>>>>>

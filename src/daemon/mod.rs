//! Daemon mode for overscribe - owns the session controller and IPC server.

pub mod handler;

use crate::capture::{CaptureSource, CommandFeed, SampleFeed, StreamCaptureSource, WavFeed};
use crate::clock::SystemClock;
use crate::config::{Config, credentials_from_env};
use crate::defaults;
use crate::error::{OverscribeError, Result};
use crate::ipc::server::IpcServer;
use crate::pipeline::scheduler::SegmentTiming;
use crate::pipeline::sink::{CommandSink, PasteSink, StdoutSink};
use crate::pipeline::types::PipelineEvent;
use crate::remote::{CredentialPool, HttpRemoteService, RetryPolicy, RetryingClient};
use crate::session::SessionController;
use std::path::PathBuf;
use std::sync::{Arc, Mutex};
use tokio::sync::Notify;

/// Shared daemon state: the session controller plus the credential pool
/// consulted for status reports.
pub struct DaemonState {
    pub controller: Mutex<SessionController>,
    pub pool: Arc<CredentialPool>,
}

impl DaemonState {
    pub fn new(controller: SessionController, pool: Arc<CredentialPool>) -> Self {
        Self {
            controller: Mutex::new(controller),
            pool,
        }
    }
}

/// Where the daemon records from.
pub enum CaptureInput {
    /// Spawn a recorder subprocess streaming raw PCM.
    Microphone,
    /// Read one WAV stream from stdin (pipe mode).
    Stdin,
}

/// Run the daemon: wire up the pipeline, start the IPC server, and wait
/// for shutdown via signal or the `shutdown` command.
pub async fn run_daemon(
    config: Config,
    socket_path: Option<PathBuf>,
    input: CaptureInput,
    timing_override: Option<SegmentTiming>,
    quiet: bool,
    verbose: u8,
) -> Result<()> {
    config.validate()?;

    let timing = timing_override.unwrap_or_else(|| SegmentTiming {
        tick_interval: config.segments.tick_interval(),
        segment_cap: config.segments.duration_cap(),
    });
    if timing.segment_cap <= timing.tick_interval {
        return Err(OverscribeError::ConfigInvalidValue {
            key: "segments.duration_cap".to_string(),
            message: "segment cap must exceed the tick interval".to_string(),
        });
    }

    let keys = credentials_from_env(defaults::API_KEY_ENV_PREFIX)?;
    if !quiet {
        eprintln!("overscribe: loaded {} credential(s)", keys.len());
    }

    let pool = Arc::new(CredentialPool::new(
        keys,
        config.credentials.cooldown(),
        Arc::new(SystemClock),
    )?);

    let service = Arc::new(HttpRemoteService::new(&config.service)?);
    let policy = RetryPolicy {
        max_retries: config.transcription.max_retries,
        ..RetryPolicy::default()
    };
    let client = Arc::new(RetryingClient::new(service, Arc::clone(&pool), policy));

    let sample_rate = config.segments.sample_rate;
    let feed: Box<dyn SampleFeed> = match input {
        CaptureInput::Microphone => Box::new(microphone_feed(sample_rate)?),
        CaptureInput::Stdin => Box::new(WavFeed::from_stdin(sample_rate)?),
    };
    let source: Arc<dyn CaptureSource> = Arc::new(StreamCaptureSource::new(feed, sample_rate));

    let sink = select_sink();
    if !quiet {
        eprintln!("overscribe: pasting via {}", sink.name());
    }

    let mut controller = SessionController::new(
        source,
        client,
        sink,
        timing,
        config.worker_count(),
        sample_rate,
    );
    if verbose > 0 {
        controller = controller.with_events(spawn_event_printer());
    }

    let state = DaemonState::new(controller, pool);

    let socket_path = socket_path.unwrap_or_else(IpcServer::default_socket_path);
    let server = Arc::new(IpcServer::new(socket_path)?);

    if !quiet {
        eprintln!(
            "overscribe: IPC server listening at {}",
            server.socket_path().display()
        );
        eprintln!("overscribe: daemon ready");
    }

    let shutdown = Arc::new(Notify::new());
    let handler = handler::DaemonCommandHandler::new(state, Arc::clone(&shutdown), quiet);

    let server_clone = Arc::clone(&server);
    let server_handle = tokio::spawn(async move { server_clone.start(handler).await });

    tokio::select! {
        _ = tokio::signal::ctrl_c() => {
            if !quiet {
                eprintln!("\noverscribe: received SIGINT, shutting down");
            }
        }
        res = wait_for_sigterm() => {
            if let Err(e) = res {
                eprintln!("overscribe: error setting up signal handler: {}", e);
            }
            if !quiet {
                eprintln!("\noverscribe: received SIGTERM, shutting down");
            }
        }
        _ = shutdown.notified() => {
            if !quiet {
                eprintln!("overscribe: shutdown requested");
            }
        }
    }

    server.stop().await?;

    if let Err(e) = server_handle.await {
        eprintln!("overscribe: daemon server task failed: {e}");
    }

    if !quiet {
        eprintln!("overscribe: daemon stopped");
    }

    Ok(())
}

/// Wait for SIGTERM signal (used by systemd).
#[cfg(unix)]
async fn wait_for_sigterm() -> Result<()> {
    use tokio::signal::unix::{SignalKind, signal};
    let mut sigterm = signal(SignalKind::terminate())
        .map_err(|e| OverscribeError::Other(format!("Failed to register SIGTERM handler: {}", e)))?;
    sigterm.recv().await;
    Ok(())
}

#[cfg(not(unix))]
async fn wait_for_sigterm() -> Result<()> {
    std::future::pending::<()>().await
}

/// Spawn a microphone recorder subprocess.
///
/// Tries `arecord` (ALSA) first and falls back to `parecord` (PulseAudio).
fn microphone_feed(sample_rate: u32) -> Result<CommandFeed> {
    let rate = sample_rate.to_string();
    let arecord_args: [&str; 9] = ["-q", "-f", "S16_LE", "-r", &rate, "-c", "1", "-t", "raw"];
    match CommandFeed::spawn("arecord", &arecord_args, sample_rate) {
        Ok(feed) => Ok(feed),
        Err(arecord_err) => {
            let rate_flag = format!("--rate={}", rate);
            let parecord_args: [&str; 4] = ["--raw", "--format=s16le", &rate_flag, "--channels=1"];
            CommandFeed::spawn("parecord", &parecord_args, sample_rate).map_err(|_| {
                OverscribeError::Capture {
                    message: format!(
                        "no recorder available (tried arecord and parecord): {}",
                        arecord_err
                    ),
                }
            })
        }
    }
}

/// Print pipeline status events as JSON lines on stderr.
///
/// The printer thread exits when the controller drops its sender.
fn spawn_event_printer() -> crossbeam_channel::Sender<PipelineEvent> {
    let (tx, rx) = crossbeam_channel::unbounded::<PipelineEvent>();
    std::thread::spawn(move || {
        while let Ok(event) = rx.recv() {
            match serde_json::to_string(&event) {
                Ok(json) => eprintln!("overscribe: event {}", json),
                Err(e) => eprintln!("overscribe: unprintable event: {}", e),
            }
        }
    });
    tx
}

/// Pick a paste sink for the current desktop environment.
fn select_sink() -> Arc<dyn PasteSink> {
    if std::env::var("WAYLAND_DISPLAY").is_ok() {
        Arc::new(CommandSink::new("wl-copy", &[]))
    } else if std::env::var("DISPLAY").is_ok() {
        Arc::new(CommandSink::new("xclip", &["-selection", "clipboard"]))
    } else {
        Arc::new(StdoutSink)
    }
}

<<<<<

The listing above is to be written out again word for word.

#### [Solution to this problem]
filename src/daemon/mod.rs
//! Daemon mode for overscribe - owns the session controller and IPC server.

pub mod handler;

use crate::capture::{CaptureSource, CommandFeed, SampleFeed, StreamCaptureSource, WavFeed};
use crate::clock::SystemClock;
use crate::config::{Config, credentials_from_env};
use crate::defaults;
use crate::error::{OverscribeError, Result};
use crate::ipc::server::IpcServer;
use crate::pipeline::scheduler::SegmentTiming;
use crate::pipeline::sink::{CommandSink, PasteSink, StdoutSink};
use crate::pipeline::types::PipelineEvent;
use crate::remote::{CredentialPool, HttpRemoteService, RetryPolicy, RetryingClient};
use crate::session::SessionController;
use std::path::PathBuf;
use std::sync::{Arc, Mutex};
use tokio::sync::Notify;

/// Shared daemon state: the session controller plus the credential pool
/// consulted for status reports.
pub struct DaemonState {
    pub controller: Mutex<SessionController>,
    pub pool: Arc<CredentialPool>,
}

impl DaemonState {
    pub fn new(controller: SessionController, pool: Arc<CredentialPool>) -> Self {
        Self {
            controller: Mutex::new(controller),
            pool,
        }
    }
}

/// Where the daemon records from.
pub enum CaptureInput {
    /// Spawn a recorder subprocess streaming raw PCM.
    Microphone,
    /// Read one WAV stream from stdin (pipe mode).
    Stdin,
}

/// Run the daemon: wire up the pipeline, start the IPC server, and wait
/// for shutdown via signal or the `shutdown` command.
pub async fn run_daemon(
    config: Config,
    socket_path: Option<PathBuf>,
    input: CaptureInput,
    timing_override: Option<SegmentTiming>,
    quiet: bool,
    verbose: u8,
) -> Result<()> {
    config.validate()?;

    let timing = timing_override.unwrap_or_else(|| SegmentTiming {
        tick_interval: config.segments.tick_interval(),
        segment_cap: config.segments.duration_cap(),
    });
    if timing.segment_cap <= timing.tick_interval {
        return Err(OverscribeError::ConfigInvalidValue {
            key: "segments.duration_cap".to_string(),
            message: "segment cap must exceed the tick interval".to_string(),
        });
    }

    let keys = credentials_from_env(defaults::API_KEY_ENV_PREFIX)?;
    if !quiet {
        eprintln!("overscribe: loaded {} credential(s)", keys.len());
    }

    let pool = Arc::new(CredentialPool::new(
        keys,
        config.credentials.cooldown(),
        Arc::new(SystemClock),
    )?);

    let service = Arc::new(HttpRemoteService::new(&config.service)?);
    let policy = RetryPolicy {
        max_retries: config.transcription.max_retries,
        ..RetryPolicy::default()
    };
    let client = Arc::new(RetryingClient::new(service, Arc::clone(&pool), policy));

    let sample_rate = config.segments.sample_rate;
    let feed: Box<dyn SampleFeed> = match input {
        CaptureInput::Microphone => Box::new(microphone_feed(sample_rate)?),
        CaptureInput::Stdin => Box::new(WavFeed::from_stdin(sample_rate)?),
    };
    let source: Arc<dyn CaptureSource> = Arc::new(StreamCaptureSource::new(feed, sample_rate));

    let sink = select_sink();
    if !quiet {
        eprintln!("overscribe: pasting via {}", sink.name());
    }

    let mut controller = SessionController::new(
        source,
        client,
        sink,
        timing,
        config.worker_count(),
        sample_rate,
    );
    if verbose > 0 {
        controller = controller.with_events(spawn_event_printer());
    }

    let state = DaemonState::new(controller, pool);

    let socket_path = socket_path.unwrap_or_else(IpcServer::default_socket_path);
    let server = Arc::new(IpcServer::new(socket_path)?);

    if !quiet {
        eprintln!(
            "overscribe: IPC server listening at {}",
            server.socket_path().display()
        );
        eprintln!("overscribe: daemon ready");
    }

    let shutdown = Arc::new(Notify::new());
    let handler = handler::DaemonCommandHandler::new(state, Arc::clone(&shutdown), quiet);

    let server_clone = Arc::clone(&server);
    let server_handle = tokio::spawn(async move { server_clone.start(handler).await });

    tokio::select! {
        _ = tokio::signal::ctrl_c() => {
            if !quiet {
                eprintln!("\noverscribe: received SIGINT, shutting down");
            }
        }
        res = wait_for_sigterm() => {
            if let Err(e) = res {
                eprintln!("overscribe: error setting up signal handler: {}", e);
            }
            if !quiet {
                eprintln!("\noverscribe: received SIGTERM, shutting down");
            }
        }
        _ = shutdown.notified() => {
            if !quiet {
                eprintln!("overscribe: shutdown requested");
            }
        }
    }

    server.stop().await?;

    if let Err(e) = server_handle.await {
        eprintln!("overscribe: daemon server task failed: {e}");
    }

    if !quiet {
        eprintln!("overscribe: daemon stopped");
    }

    Ok(())
}

/// Wait for SIGTERM signal (used by systemd).
#[cfg(unix)]
async fn wait_for_sigterm() -> Result<()> {
    use tokio::signal::unix::{SignalKind, signal};
    let mut sigterm = signal(SignalKind::terminate())
        .map_err(|e| OverscribeError::Other(format!("Failed to register SIGTERM handler: {}", e)))?;
    sigterm.recv().await;
    Ok(())
}

#[cfg(not(unix))]
async fn wait_for_sigterm() -> Result<()> {
    std::future::pending::<()>().await
}

/// Spawn a microphone recorder subprocess.
///
/// Tries `arecord` (ALSA) first and falls back to `parecord` (PulseAudio).
fn microphone_feed(sample_rate: u32) -> Result<CommandFeed> {
    let rate = sample_rate.to_string();
    let arecord_args: [&str; 9] = ["-q", "-f", "S16_LE", "-r", &rate, "-c", "1", "-t", "raw"];
    match CommandFeed::spawn("arecord", &arecord_args, sample_rate) {
        Ok(feed) => Ok(feed),
        Err(arecord_err) => {
            let rate_flag = format!("--rate={}", rate);
            let parecord_args: [&str; 4] = ["--raw", "--format=s16le", &rate_flag, "--channels=1"];
            CommandFeed::spawn("parecord", &parecord_args, sample_rate).map_err(|_| {
                OverscribeError::Capture {
                    message: format!(
                        "no recorder available (tried arecord and parecord): {}",
                        arecord_err
                    ),
                }
            })
        }
    }
}

/// Print pipeline status events as JSON lines on stderr.
///
/// The printer thread exits when the controller drops its sender.
fn spawn_event_printer() -> crossbeam_channel::Sender<PipelineEvent> {
    let (tx, rx) = crossbeam_channel::unbounded::<PipelineEvent>();
    std::thread::spawn(move || {
        while let Ok(event) = rx.recv() {
            match serde_json::to_string(&event) {
                Ok(json) => eprintln!("overscribe: event {}", json),
                Err(e) => eprintln!("overscribe: unprintable event: {}", e),
            }
        }
    });
    tx
}

/// Pick a paste sink for the current desktop environment.
fn select_sink() -> Arc<dyn PasteSink> {
    if std::env::var("WAYLAND_DISPLAY").is_ok() {
        Arc::new(CommandSink::new("wl-copy", &[]))
    } else if std::env::var("DISPLAY").is_ok() {
        Arc::new(CommandSink::new("xclip", &["-selection", "clipboard"]))
    } else {
        Arc::new(StdoutSink)
    }
}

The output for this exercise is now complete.